Wednesday, June 19, 2013
Tuesday, June 11, 2013
New Article: "The Rhetoric of Revolution" on Tehrik-i Taliban Pakistan's Attempts to Harness Populist Discontent
I have a new article that was published yesterday afternoon at the AFPAK Channel, a joint project of Foreign Policy magazine and the New America Foundation.
The article analyzes the rhetoric of the Tehrik-i Taliban Pakistan (Taliban Movement of Pakistan) prior to recent general elections as well as in recent year, specifically attempts by the TTP to harness populist discontent in an effort to win wider support.
The introductory paragraph reads:
"In the run-up to Pakistan's general elections, which were held on May 11, the Tehrik-i Taliban Pakistan (TTP) once again reiterated its call for Pakistanis to reject the system of democracy in favor for the rule of Islamic law (shari‘a). The militant movement, like other Sunni jihadis, seeks to implement a state governed by its interpretation of shari‘a and sees other governing systems, including the democratic nation-state, as running counter to what it believes has been divinely commanded by God. In addition to its religio-political argument, the TTP has increasingly employed appeals to populism in an attempt to tap into widespread public discontent in Pakistan over the state of the economy, unemployment, regional discontent in the province of Baluchistan, and rampant corruption"
Read the rest of the article at the AFPAK CHANNEL.
Tuesday, June 4, 2013
My Middle East Week Podcast Discussion on Conceptions of Military Jihad & Martyrdom among Contemporary Sunni and Shi'i Militants
Last week I appeared on the Middle East Week podcast hosted by Karl Morand. We discussed conceptions of military jihad and battlefield martyrdom among contemporary Sunni and Shi'i militants, the different and often competing Sadrist groups in Iraq, Twelver Shi'i Islam, and Shi'i foreign fighters in Syria.
You can listen and download the podcast at the Middle East Week SITE.
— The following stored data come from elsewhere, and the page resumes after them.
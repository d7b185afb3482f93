//! Snapshot command implementation.

use anyhow::{Context, Result};
use market_config::AppConfig;
use market_monitor::HealthView;
use market_service::{HealthReport, MarketContext, Snapshot, SnapshotService, SymbolResult};
use serde::Serialize;
use std::sync::Arc;
use tracing::info;

use crate::cli::{OutputFormat, SnapshotArgs};

#[derive(Serialize)]
struct SnapshotOutput<'a> {
    snapshot: &'a Snapshot,
    #[serde(skip_serializing_if = "Option::is_none")]
    health: Option<&'a HealthReport>,
}

pub async fn run(args: SnapshotArgs, config: &AppConfig) -> Result<()> {
    let ctx = MarketContext::from_config(config).context("Failed to build market context")?;
    let service = SnapshotService::new(Arc::new(ctx));

    info!(symbols = ?args.symbols, period = %args.period, "Requesting snapshot");
    let snapshot = service.get_snapshot(&args.symbols, args.period).await;
    let health = (!args.no_health).then(|| service.get_health());

    match args.output {
        OutputFormat::Json => {
            let output = SnapshotOutput {
                snapshot: &snapshot,
                health: health.as_ref(),
            };
            println!("{}", serde_json::to_string_pretty(&output)?);
        }
        OutputFormat::Text => {
            print_snapshot(&snapshot);
            if let Some(health) = &health {
                println!();
                print!("{}", HealthView::new(&health.cache, &health.circuits));
            }
        }
    }

    if snapshot.succeeded() == 0 && !snapshot.results.is_empty() {
        anyhow::bail!("No symbol could be served");
    }
    Ok(())
}

fn print_snapshot(snapshot: &Snapshot) {
    println!(
        "Snapshot {} | {} ok, {} failed | source: {:?}",
        snapshot.period,
        snapshot.succeeded(),
        snapshot.failed(),
        snapshot.cache_source
    );
    println!();
    println!(
        "{:<8} {:<9} {:>5} {:>10} {:>14} {:>8} {:>8} {:<18} {:>8}",
        "Symbol", "Source", "Bars", "Close", "OBV", "CMF", "RS", "Quadrant", "Rejected"
    );
    for result in &snapshot.results {
        print_row(result);
    }
}

fn print_row(result: &SymbolResult) {
    let source = result
        .source
        .map(|s| format!("{s:?}"))
        .unwrap_or_else(|| "-".to_string());

    match &result.result {
        Ok(snap) => {
            let close = snap.series.last().map(|b| b.close).unwrap_or(f64::NAN);
            let obv = snap.indicators.last_obv().unwrap_or(f64::NAN);
            let cmf = snap.indicators.last_cmf().unwrap_or(f64::NAN);
            let rs = snap
                .indicators
                .relative_strength()
                .map(|rs| format!("{rs:.2}"))
                .unwrap_or_else(|| "n/a".to_string());
            let quadrant = snap.indicators.quadrant().map_or("no benchmark", |q| q.label());
            println!(
                "{:<8} {:<9} {:>5} {:>10.2} {:>14.0} {:>8.3} {:>8} {:<18} {:>8}",
                result.symbol,
                source,
                snap.series.len(),
                close,
                obv,
                cmf,
                rs,
                quadrant,
                snap.report.rejected.len()
            );
        }
        Err(e) => println!("{:<8} {:<9} error: {}", result.symbol, source, e),
    }
}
My New Article, "The Militant Web," at Foreign Policy's AFPAK Channel on the Jihadi Landscape in Afghanistan & Pakistan
I have a new article out today at Foreign Policy magazine's AFPAK Channel. It discusses the interwoven nature of the militant landscape in Afghanistan and Pakistan with a particular focus on the personal and professional relationships between many of the region's militant groups. These include the Afghan Taliban, Tehrik-i Taliban Pakistan, Islamic Movement of Uzbekistan, East Turkestan Islamic Party, and Al-Qa'ida Central.
The introductory paragraph reads:
"A recently published jihadi Internet magazine, Azan: A Call to Jihad, produced by a group calling itself the "Taliban of Khurasan," has led to speculation about disappearing lines between Tehreek-e Taliban Pakistan (TTP), the Afghan Taliban, and other affiliated groups in the region. The numerous "Taliban" groups operating in Afghanistan and Pakistan, from the TTP umbrella movement to factions of the Afghan Taliban and the Haqqani Network, pay allegiance to Mullah Muhammad Umar, the founder of the original Afghan Taliban movement. However, the degree to which this rhetoric translates into active cooperation and coordination on the ground remains hotly debated. Using available primary sources, it is possible to sketch out the complex militant milieu in Afghanistan and Pakistan's tribal regions, and get a picture of the types of cooperation and inter-group dynamics at play among the different organizations."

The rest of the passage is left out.